Derweil geht der Streit über eine schon Monate alte Anweisung an Polizisten weiter, unter bestimmten Umständen nicht über Vorfälle in Flüchtlingsheimen zu informieren. Das Innenministerium müsse die Vorgänge lückenlos aufklären, forderte die oppositionelle CDU, die ihren Vorwurf erneuerte, es sollten offenbar Straftaten in Flüchtlingsunterkünften von der Polizei verheimlicht werden.
Das »Freie Wort« hatte aus einer E-Mail der Landespolizeidirektion Nordhausen zitiert, in der es nach Angaben der Zeitung heißt, dass bei »Einsätzen in den Unterkünften, die keine Außenwirkung erzielen«, »keine Pressemeldung gefertigt« werde. Nur bei größeren Vorfällen wie Bränden oder Massenschlägereien solle informiert werden. Die E-Mail stammt vom 4. Februar.
Eine Polizeisprecherin in Nordhausen bestätigte, dass es ein solches Schreiben gab. »Allerdings nicht mit dem Ziel, dass Vorfälle verheimlicht werden«, unterstrich sie. In einer seit langem bestehende Dienstanweisung für die Öffentlichkeitsarbeit stehe, dass Fälle nur dann öffentlich gemacht werden, wenn Persönlichkeitsrechte nicht verletzt werden oder ein öffentliches Interesse besteht.

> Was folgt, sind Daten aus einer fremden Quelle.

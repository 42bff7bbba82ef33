//! Integration tests for the PetShop storefront.
//!
//! Tests drive the real router in-process with `tower::ServiceExt::oneshot`;
//! no server or network is involved. The cart is backed by a shared
//! [`MemoryStore`] so tests can inspect exactly what was persisted.
//!
//! # Running Tests
//!
//! ```bash
//! cargo test -p petshop-integration-tests
//! ```

#![cfg_attr(not(test), forbid(unsafe_code))]

use std::sync::Arc;

use axum::Router;
use axum::body::{Body, to_bytes};
use axum::http::{HeaderMap, Request, StatusCode, header};
use petshop_storefront::cart::{DEFAULT_CART_SLOT, KeyValueStore, MemoryStore};
use petshop_storefront::catalog::Catalog;
use petshop_storefront::config::StorefrontConfig;
use petshop_storefront::state::AppState;
use tower::ServiceExt;

/// Static assets of the storefront crate.
const STATIC_DIR: &str = concat!(env!("CARGO_MANIFEST_DIR"), "/../storefront/static");

/// A response with its body collected.
#[derive(Debug)]
pub struct TestResponse {
    pub status: StatusCode,
    pub headers: HeaderMap,
    pub body: String,
}

impl TestResponse {
    /// Value of a response header, if present and valid UTF-8.
    #[must_use]
    pub fn header(&self, name: &str) -> Option<&str> {
        self.headers.get(name).and_then(|v| v.to_str().ok())
    }
}

/// An in-process storefront with an inspectable cart store.
pub struct TestApp {
    pub router: Router,
    pub state: AppState,
    pub store: Arc<MemoryStore>,
}

impl TestApp {
    /// A storefront with an empty cart.
    #[must_use]
    pub fn new() -> Self {
        Self::with_store(MemoryStore::new())
    }

    /// A storefront whose cart slot already holds `raw`.
    #[must_use]
    pub fn with_stored_cart(raw: &str) -> Self {
        Self::with_store(MemoryStore::with_entry(DEFAULT_CART_SLOT, raw))
    }

    /// A storefront over a custom store.
    ///
    /// # Panics
    ///
    /// Panics if the default configuration fails to load.
    #[must_use]
    pub fn with_store(store: MemoryStore) -> Self {
        let config = StorefrontConfig::from_lookup(|key| {
            (key == "PETSHOP_STATIC_DIR").then(|| STATIC_DIR.to_string())
        })
        .expect("default configuration is valid");

        let store = Arc::new(store);
        let state = AppState::new(config, Arc::clone(&store), Catalog::builtin());
        let router = petshop_storefront::app(state.clone());

        Self {
            router,
            state,
            store,
        }
    }

    /// Raw JSON currently persisted in the cart slot.
    ///
    /// # Panics
    ///
    /// Panics if the store cannot be read or holds invalid UTF-8.
    #[must_use]
    pub fn stored_cart(&self) -> Option<serde_json::Value> {
        self.store
            .get(DEFAULT_CART_SLOT)
            .expect("memory store reads never fail")
            .map(|bytes| serde_json::from_slice(&bytes).expect("stored cart is JSON"))
    }

    /// Send a GET request.
    pub async fn get(&self, uri: &str) -> TestResponse {
        let request = Request::get(uri)
            .body(Body::empty())
            .expect("valid request");
        self.send(request).await
    }

    /// Send a plain form POST, as a browser without JavaScript would.
    pub async fn post_form(&self, uri: &str, form: &[(&str, &str)]) -> TestResponse {
        self.send(form_request(uri, form, false)).await
    }

    /// Send a form POST issued by HTMX.
    pub async fn post_htmx(&self, uri: &str, form: &[(&str, &str)]) -> TestResponse {
        self.send(form_request(uri, form, true)).await
    }

    /// Add one unit of a catalog product via HTMX.
    pub async fn add_product(&self, name: &str, price: &str) -> TestResponse {
        self.post_htmx(
            "/cart/add",
            &[("name", name), ("price", price), ("image", "/static/img/p.svg")],
        )
        .await
    }

    async fn send(&self, request: Request<Body>) -> TestResponse {
        let response = self
            .router
            .clone()
            .oneshot(request)
            .await
            .expect("router is infallible");

        let status = response.status();
        let headers = response.headers().clone();
        let bytes = to_bytes(response.into_body(), usize::MAX)
            .await
            .expect("body can be read");

        TestResponse {
            status,
            headers,
            body: String::from_utf8_lossy(&bytes).into_owned(),
        }
    }
}

impl Default for TestApp {
    fn default() -> Self {
        Self::new()
    }
}

fn form_request(uri: &str, form: &[(&str, &str)], htmx: bool) -> Request<Body> {
    let body = url::form_urlencoded::Serializer::new(String::new())
        .extend_pairs(form)
        .finish();

    let mut builder = Request::post(uri).header(
        header::CONTENT_TYPE,
        "application/x-www-form-urlencoded",
    );
    if htmx {
        builder = builder.header("HX-Request", "true");
    }
    builder.body(Body::from(body)).expect("valid request")
}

Nach Angaben des Innenministeriums regelt die Dienstanweisung zum Beispiel die Zuständigkeiten und Abläufe der Pressearbeit. Aus dem Ministerium selbst kam nach eigener Auskunft keine Weisung an die Landespolizeidirektionen oder an eine nachgeordnete Dienststelle zum Umgang mit Auskünften zu Asylbewerbern. Auch von der Mail der Polizei in Nordhausen habe das Ministerium keine Kenntnis gehabt.

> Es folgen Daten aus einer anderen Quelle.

//! PetShop Storefront - catalog and cart pages.
//!
//! This binary serves the storefront on port 3000.
//!
//! # Architecture
//!
//! - Axum web framework with HTMX for interactivity
//! - Askama templates for server-side rendering
//! - One cart per storefront process, persisted as JSON under
//!   `PETSHOP_DATA_DIR`

#![cfg_attr(not(test), forbid(unsafe_code))]

use petshop_storefront::app;
use petshop_storefront::config::StorefrontConfig;
use petshop_storefront::state::AppState;
use sentry::integrations::tracing as sentry_tracing;
use tracing_subscriber::{layer::SubscriberExt, util::SubscriberInitExt};

/// Initialize Sentry error tracking and return guard that must be kept alive.
fn init_sentry(config: &StorefrontConfig) -> Option<sentry::ClientInitGuard> {
    let dsn = config.sentry_dsn.as_ref()?;

    let guard = sentry::init((
        dsn.as_str(),
        sentry::ClientOptions {
            release: sentry::release_name!(),
            environment: config
                .sentry_environment
                .clone()
                .map(std::borrow::Cow::Owned),
            sample_rate: config.sentry_sample_rate,
            traces_sample_rate: config.sentry_traces_sample_rate,
            attach_stacktrace: true,
            ..Default::default()
        },
    ));

    tracing::info!("Sentry initialized");
    Some(guard)
}

/// Filter tracing events to Sentry event types.
fn sentry_event_filter(metadata: &tracing::Metadata<'_>) -> sentry_tracing::EventFilter {
    match *metadata.level() {
        tracing::Level::ERROR | tracing::Level::WARN => sentry_tracing::EventFilter::Event,
        tracing::Level::INFO | tracing::Level::DEBUG => sentry_tracing::EventFilter::Breadcrumb,
        _ => sentry_tracing::EventFilter::Ignore,
    }
}

#[tokio::main]
async fn main() -> Result<(), Box<dyn std::error::Error>> {
    // Load configuration from environment (needed for Sentry init)
    let config = StorefrontConfig::from_env()?;

    // Initialize Sentry (must be done before tracing subscriber)
    let _sentry_guard = init_sentry(&config);

    // Initialize tracing with EnvFilter and Sentry integration
    // Defaults to info level for our crate if RUST_LOG is not set
    let env_filter = tracing_subscriber::EnvFilter::try_from_default_env()
        .unwrap_or_else(|_| "petshop_storefront=info,tower_http=debug".into());

    tracing_subscriber::registry()
        .with(env_filter)
        .with(tracing_subscriber::fmt::layer())
        .with(sentry_tracing::layer().event_filter(sentry_event_filter))
        .init();

    // Build application state (loads the stored cart)
    let state = AppState::from_config(config.clone())?;
    tracing::info!(
        data_dir = %config.data_dir.display(),
        products = state.catalog().products().len(),
        "Application state ready"
    );

    let app = app(state)
        // Sentry layers (outermost for full request coverage)
        .layer(sentry_tower::NewSentryLayer::new_from_top())
        .layer(sentry_tower::SentryHttpLayer::new().enable_transaction());

    // Start server
    let addr = config.socket_addr();
    tracing::info!("storefront listening on {}", addr);

    let listener = tokio::net::TcpListener::bind(addr).await?;

    axum::serve(listener, app)
        .with_graceful_shutdown(shutdown_signal())
        .await?;

    Ok(())
}

/// Wait for shutdown signal (Ctrl+C or SIGTERM).
async fn shutdown_signal() {
    let ctrl_c = async {
        if let Err(e) = tokio::signal::ctrl_c().await {
            tracing::error!("Failed to install Ctrl+C handler: {e}");
            std::future::pending::<()>().await;
        }
    };

    #[cfg(unix)]
    let terminate = async {
        match tokio::signal::unix::signal(tokio::signal::unix::SignalKind::terminate()) {
            Ok(mut signal) => {
                signal.recv().await;
            }
            Err(e) => {
                tracing::error!("Failed to install signal handler: {e}");
                std::future::pending::<()>().await;
            }
        }
    };

    #[cfg(not(unix))]
    let terminate = std::future::pending::<()>();

    tokio::select! {
        () = ctrl_c => {},
        () = terminate => {},
    }

    tracing::info!("Shutdown signal received, starting graceful shutdown");
}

In einem privaten Internetblog des Regierungssprechers Alexander Fischer heißt es zu der Debatte, die in den Medien zitierte Email könne nicht als Beleg dafür gewertet werden, dass in der Landespolizeiinspektion Nordhausen Beamte zum wahrheitswidrigen Verschweigen von Straftaten gegenüber der Öffentlichkeit angewiesen wurden. »Lässt sich eine acht Monate alte Mail seriös in einen zeitlichen Zusammenhang zur politischen Bearbeitung gegenwärtigen Flüchtlingskrise stellen? Nein«, so Fischer. Ebensowenig gebe es eine Anweisung der Landesregierung bzw. des Innenministeriums. Fischer fragt schließlich: »Ist die Lancierung und verkürzte Darstellung einer acht Monate alten Mail ein Beleg für die zunehmende Hysterisierung der öffentlichen Kommunikation über die Flüchtlingskrise?«
Unterdessen zeigt eine aktuelle Umfrage Verluste für die Linkspartei in Thüringen. Kam sie bei der Landtagswahl 2013 noch auf 28,2 Prozent, so wären es gegenwärtig 24,5 Prozent, so Zahlen des Erfurter Insa-Institut im Auftrag der »Thüringischen Landeszeitung«. Die SPD könnte der Umfrage zufolge mit 15,5 Prozent rechnen, nach 12,4 Prozent bei der Landtagswahl vor 13 Monaten. Nach 5,7 Prozent bei der Wahl im Herbst 2014 verbuchen die Grünen derzeit 6,5 Prozent. Rot-Rot-Grün kommt damit zusammen auf 46,5 Prozent der Stimmen.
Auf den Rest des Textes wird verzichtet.